[PATCH 3/3] nvme: code command_id with a genctr for use-after-free validation

Mon May 17 12:09:46 PDT 2021

On 5/17/21 10:59 AM, Sagi Grimberg wrote:
> We cannot detect a (perhaps buggy) controller that is sending us
> a completion for a request that was already completed (for example
> sending a completion twice), this phenomenon was seen in the wild
> a few times.
> 
> So to protect against this, we use the upper 4 msbits of the nvme sqe
> command_id to use as a 4-bit generation counter and verify it matches
> the existing request generation that is incrementing on every execution.
> 
> The 16-bit command_id structure now is constructed by:
> | xxxx | xxxxxxxxxxxx |
>   gen    request tag
> 
> This means that we are giving up some possible queue depth as 12 bits
> allow for a maximum queue depth of 4095 instead of 65536, however we
> never create such long queues anyways so no real harm done.

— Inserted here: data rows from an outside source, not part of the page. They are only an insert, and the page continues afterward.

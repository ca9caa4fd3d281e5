//! Win detection logic for tic-tac-toe.

use crate::{Board, Player, Position, Square};
use serde::{Deserialize, Serialize};
use tracing::instrument;

/// The eight winning lines, in the order they are scanned.
///
/// When a board carries more than one complete line the first entry here
/// decides the result, so this order must not change.
pub const LINES: [[Position; 3]; 8] = [
    // Rows
    [Position::TopLeft, Position::TopCenter, Position::TopRight],
    [
        Position::MiddleLeft,
        Position::Center,
        Position::MiddleRight,
    ],
    [
        Position::BottomLeft,
        Position::BottomCenter,
        Position::BottomRight,
    ],
    // Columns
    [
        Position::TopLeft,
        Position::MiddleLeft,
        Position::BottomLeft,
    ],
    [
        Position::TopCenter,
        Position::Center,
        Position::BottomCenter,
    ],
    [
        Position::TopRight,
        Position::MiddleRight,
        Position::BottomRight,
    ],
    // Diagonals
    [Position::TopLeft, Position::Center, Position::BottomRight],
    [Position::TopRight, Position::Center, Position::BottomLeft],
];

/// A completed line: who holds it and which three positions form it.
#[derive(Debug, Clone, Copy, PartialEq, Eq, Hash, Serialize, Deserialize)]
pub struct Win {
    /// The player holding the line.
    pub player: Player,
    /// The three positions of the line.
    pub line: [Position; 3],
}

impl Win {
    /// Whether `pos` is part of the winning line.
    pub fn contains(&self, pos: Position) -> bool {
        self.line.contains(&pos)
    }
}

/// Checks if there is a winner on the board.
///
/// Returns the first line (in [`LINES`] order) whose three squares are
/// held by the same player, or `None` if no line is complete.
#[instrument(skip(board))]
pub fn check_winner(board: &Board) -> Option<Win> {
    for line @ [a, b, c] in LINES {
        let sq = board.get(a);
        if sq != Square::Empty && sq == board.get(b) && sq == board.get(c) {
            return sq.player().map(|player| Win { player, line });
        }
    }

    None
}
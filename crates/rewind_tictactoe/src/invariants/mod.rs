//! First-class invariants for the game engine.
//!
//! Invariants are logical properties that must hold after every engine
//! operation. The engine checks them in debug builds; tests check them
//! directly.

/// A logical property that must hold for a given state.
pub trait Invariant<S> {
    /// Checks if the invariant holds for the given state.
    fn holds(state: &S) -> bool;

    /// Human-readable description of the invariant.
    fn description() -> &'static str;
}

/// Violation of an invariant.
#[derive(Debug, Clone, PartialEq, Eq, derive_more::Display)]
#[display("{}", description)]
pub struct InvariantViolation {
    /// Description of the violated invariant.
    pub description: String,
}

impl InvariantViolation {
    /// Creates a new invariant violation.
    pub fn new(description: impl Into<String>) -> Self {
        Self {
            description: description.into(),
        }
    }
}

/// A set of invariants that can be checked together.
///
/// Implementations are provided for tuples.
pub trait InvariantSet<S> {
    /// Checks all invariants in the set.
    ///
    /// Returns Ok(()) if all invariants hold, or Err with every violation.
    fn check_all(state: &S) -> Result<(), Vec<InvariantViolation>>;
}

fn check<S, I: Invariant<S>>(state: &S, violations: &mut Vec<InvariantViolation>) {
    if !I::holds(state) {
        violations.push(InvariantViolation::new(I::description()));
    }
}

fn finish(violations: Vec<InvariantViolation>) -> Result<(), Vec<InvariantViolation>> {
    if violations.is_empty() {
        Ok(())
    } else {
        Err(violations)
    }
}

impl<S, I1, I2, I3> InvariantSet<S> for (I1, I2, I3)
where
    I1: Invariant<S>,
    I2: Invariant<S>,
    I3: Invariant<S>,
{
    fn check_all(state: &S) -> Result<(), Vec<InvariantViolation>> {
        let mut violations = Vec::new();
        check::<S, I1>(state, &mut violations);
        check::<S, I2>(state, &mut violations);
        check::<S, I3>(state, &mut violations);
        finish(violations)
    }
}

impl<S, I1, I2> InvariantSet<S> for (I1, I2)
where
    I1: Invariant<S>,
    I2: Invariant<S>,
{
    fn check_all(state: &S) -> Result<(), Vec<InvariantViolation>> {
        let mut violations = Vec::new();
        check::<S, I1>(state, &mut violations);
        check::<S, I2>(state, &mut violations);
        finish(violations)
    }
}

pub mod root_snapshot;
pub mod step_in_bounds;
pub mod turn_parity;

pub use root_snapshot::RootSnapshotInvariant;
pub use step_in_bounds::StepInBoundsInvariant;
pub use turn_parity::TurnParityInvariant;

/// All engine invariants as a composable set.
pub type EngineInvariants = (
    RootSnapshotInvariant,
    StepInBoundsInvariant,
    TurnParityInvariant,
);

#[cfg(test)]
mod tests {
    use super::*;
    use crate::{Board, GameEngine, Player, Position, Snapshot, Square};

    #[test]
    fn test_invariant_set_holds_for_new_engine() {
        assert!(EngineInvariants::check_all(&GameEngine::new()).is_ok());
    }

    #[test]
    fn test_invariant_set_detects_violations() {
        let mut engine = GameEngine::new();
        engine.attempt_move(Position::Center);

        // O's mark where X just moved, and a pointer past the end.
        let mut board = Board::new();
        board.set(Position::Center, Square::Occupied(Player::O));
        engine.history[1] = Snapshot::new(board, Some(Position::Center));
        engine.step = 5;

        let violations = EngineInvariants::check_all(&engine).unwrap_err();
        assert_eq!(violations.len(), 2);
        assert_eq!(
            violations[0].to_string(),
            StepInBoundsInvariant::description()
        );
    }

    #[test]
    fn test_two_invariants_as_set() {
        type Structural = (RootSnapshotInvariant, StepInBoundsInvariant);
        assert!(Structural::check_all(&GameEngine::new()).is_ok());
    }
}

Is a four bit generation counter sufficient? Shouldn't such a counter be
at least 32 bits to provide a reasonable protection against e.g.
duplicate packets generated by retry mechanisms in networking stacks?

Additionally, I do not agree with the statement "we never create such
long queues anyways". I have already done this myself.

Thanks,

Bart.